Multivariate analysis revealed squamous cell carcinoma, preoperative chemotherapy, and lower lobectomy or middle and lower lobectomy were significant risk factors of BPF after lobectomy for lung cancer. Squamous cell carcinoma of the lung predominantly occurs in the central bronchial region and it might require more extensive dissection around the bronchus than peripheral lung cancer to completely resect the cancer. This might cause reduction of bronchial blood flow through the stump and result in BPF. Preoperative chemotherapy may affect the healing of the bronchial stump because chemotherapy often causes fibrosis. In addition, tissue planes may be obliterated because of mediastinal fibrosis, which makes bronchial dissections and maintaining bronchial blood flow more difficult.7 Reduced blood flow in the bronchial stump may be exacerbated after lower or middle lobectomy than after upper lobectomy, because the distance from the mediastinal structure to the stump is longer after the former surgery.
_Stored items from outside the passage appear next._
use crate::events::HudEvent;
use async_channel::Sender;
use std::thread;
use tokio::runtime::Runtime;

/// Runs the socket server and config watcher on their own thread. Events
/// reach the selector through `tx`, one at a time.
pub fn start_background_services(tx: Sender<HudEvent>) {
    thread::spawn(move || {
        let rt = match Runtime::new() {
            Ok(rt) => rt,
            Err(e) => {
                log::error!("Failed to create Tokio runtime: {}", e);
                return;
            }
        };

        rt.block_on(async {
            {
                let tx = tx.clone();
                tokio::spawn(async move {
                    crate::sys::server::run_server(tx).await;
                });
            }

            {
                let tx = tx.clone();
                tokio::spawn(async move {
                    crate::config::run_async_watcher(tx).await;
                });
            }

            std::future::pending::<()>().await;
        });
    });
}
use armory::{Loadout, SelectorPolicy, WeaponName, WeaponSpec};
use directories::ProjectDirs;
use notify::{EventKind, RecommendedWatcher, RecursiveMode, Watcher};
use serde::{Deserialize, Serialize};
use serde_with::DeserializeFromStr;
use strum::{Display as StrumDisplay, EnumIter, EnumString};
use thiserror::Error;

/// Weapon category, one per selector slot in host order.
#[derive(
    Debug,
    Clone,
    Copy,
    PartialEq,
    Eq,
    Hash,
    Serialize,
    DeserializeFromStr,
    EnumString,
    EnumIter,
    StrumDisplay,
)]
#[strum(ascii_case_insensitive)]
#[serde(rename_all = "lowercase")]
pub enum Category {
    #[strum(serialize = "Melee", serialize = "m", serialize = "0")]
    Melee,
    #[strum(serialize = "Sidearm", serialize = "pistol", serialize = "1")]
    Sidearm,
    #[strum(serialize = "Shotgun", serialize = "sg", serialize = "2")]
    Shotgun,
    #[strum(serialize = "Rifle", serialize = "r", serialize = "3")]
    Rifle,
    #[strum(serialize = "Explosive", serialize = "x", serialize = "4")]
    Explosive,
    #[strum(serialize = "Special", serialize = "sp", serialize = "5")]
    Special,
}

impl Category {
    /// Zero-based slot the host reports for weapons of this category.
    pub fn host_slot(&self) -> i32 {
        *self as i32
    }
}

#[derive(Debug, Clone, Deserialize, Serialize)]
pub struct WeaponConfig {
    pub name: WeaponName,
    pub category: Category,
    #[serde(default)]
    pub position: i32,
    #[serde(default)]
    pub ammo: Option<u32>,
}

impl WeaponConfig {
    pub fn to_spec(&self) -> WeaponSpec {
        WeaponSpec {
            name: self.name.clone(),
            host_slot: self.category.host_slot(),
            slot_position: self.position,
            ammo: self.ammo,
        }
    }
}

#[derive(Debug, Clone, Deserialize, Serialize, Default)]
pub struct Config {
    #[serde(default)]
    pub selector: SelectorPolicy,
    #[serde(default)]
    pub weapons: Vec<WeaponConfig>,
}

impl Config {
    pub fn loadout(&self) -> Loadout {
        Loadout::from_specs(self.weapons.iter().map(WeaponConfig::to_spec))
    }
}

#[derive(Error, Debug)]
pub enum ConfigError {
    #[error("Failed to determine config directory")]
    ConfigDirNotFound,
    #[error("Config error: {0}")]
    Config(#[from] config::ConfigError),
}

pub fn get_config_path() -> Result<std::path::PathBuf, ConfigError> {
    let proj_dirs =
        ProjectDirs::from("org", "armory", "armory-hud").ok_or(ConfigError::ConfigDirNotFound)?;
    Ok(proj_dirs.config_dir().join("config.toml"))
}

fn environment() -> config::Environment {
    config::Environment::with_prefix("ARMORY")
        .prefix_separator("_")
        .separator("__")
        .try_parsing(true)
}

pub fn load_config() -> Result<Config, ConfigError> {
    let config_path = get_config_path()?;

    let s = config::Config::builder()
        .add_source(config::File::from(config_path).required(false))
        .add_source(environment())
        .build()?;

    Ok(s.try_deserialize()?)
}

pub fn parse_config(toml: &str) -> Result<Config, ConfigError> {
    let s = config::Config::builder()
        .add_source(config::File::from_str(toml, config::FileFormat::Toml))
        .build()?;

    Ok(s.try_deserialize()?)
}

pub fn default_config() -> Config {
    parse_config(DEFAULT_CONFIG).unwrap_or_else(|e| {
        log::error!("Built-in config is invalid: {}", e);
        Config::default()
    })
}

/// Reads the user's config file, or the built-in loadout when there is
/// none or it fails to load.
pub fn load_or_default() -> Config {
    match get_config_path() {
        Ok(path) if path.exists() => match load_config() {
            Ok(c) => c,
            Err(e) => {
                log::error!("Failed to load {}: {}", path.display(), e);
                default_config()
            }
        },
        _ => {
            log::info!("No config file, using built-in loadout");
            default_config()
        }
    }
}

pub fn write_default_config() -> std::io::Result<std::path::PathBuf> {
    let path =
        get_config_path().map_err(|e| std::io::Error::new(std::io::ErrorKind::NotFound, e))?;
    if let Some(parent) = path.parent() {
        fs_err::create_dir_all(parent)?;
    }
    if !path.exists() {
        fs_err::write(&path, DEFAULT_CONFIG)?;
    }
    Ok(path)
}

const DEFAULT_CONFIG: &str = include_str!("default_config.toml");

use crate::events::HudEvent;
use async_channel::Sender;

pub async fn run_async_watcher(tx: Sender<HudEvent>) {
    let config_path = match get_config_path() {
        Ok(p) => p,
        Err(e) => {
            log::error!("Config watcher error: {}", e);
            return;
        }
    };
    let config_dir = match config_path.parent() {
        Some(p) => p.to_path_buf(),
        None => return,
    };

    if let Err(e) = fs_err::create_dir_all(&config_dir) {
        log::error!("Failed to create config directory for watching: {}", e);
        return;
    }

    let (bridge_tx, bridge_rx) = async_channel::unbounded();

    let mut watcher = match RecommendedWatcher::new(
        move |res| {
            let _ = bridge_tx.send_blocking(res);
        },
        notify::Config::default(),
    ) {
        Ok(w) => w,
        Err(e) => {
            log::error!("Failed to create watcher: {}", e);
            return;
        }
    };

    if let Err(e) = watcher.watch(&config_dir, RecursiveMode::NonRecursive) {
        log::error!("Failed to watch config directory: {}", e);
        return;
    }

    while let Ok(res) = bridge_rx.recv().await {
        match res {
            Ok(event) => {
                let touches_config = matches!(
                    event.kind,
                    EventKind::Modify(_) | EventKind::Create(_) | EventKind::Remove(_)
                ) && event.paths.iter().any(|p| p == &config_path);

                if touches_config && tx.send(HudEvent::ConfigReload).await.is_err() {
                    break;
                }
            }
            Err(e) => log::error!("Watch error: {}", e),
        }
    }
}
The method of stump closure (stapling or manual suturing) has been controversial for a long time, but now the consensus is that bronchial closure by stapling is usual, and manual sewing of the bronchus may be indicated in particular circumstances, an example being to ensure that the bronchial resection is proximal to an endobronchial tumor.8–12 The present study (like previous studies) found no difference between staple closure and manual closure in multivariate analysis, but staple closure was better than manual closure in univariate analysis.
Much has been written and many dogmas are held about the optimal means of avoiding BPF. Clearly, prevention is the key. Less clear, however, is the optimal means of prevention.5 Some tips for prevention of BPF have been advocated, such as less extensive peribronchial dissection and reinforcement of the bronchial stump by various adjacent tissues including a pedicled pericardial fat pad, intercostal muscle flap, and pedicled pericardium flap.13 Maintaining the blood flow in the bronchial stump is very important in lung cancer surgery, especially to avoid BPF. Additionally, complete resection is the main goal of cancer surgery. No residual cancer should be left in order to maintain the blood flow in the bronchial stump, but surgeries such as sleeve lobectomy must be performed to achieve complete resection when residual cancer in the bronchial stump is suspected. Controversies still exist about the need for, and the benefit of, coverage of the bronchial stump; however, covering the bronchial stump is recommended in those patients with risk factors for BPF, i.e., preoperative chemotherapy, lower or middle lower lobectomy, and squamous cell carcinoma.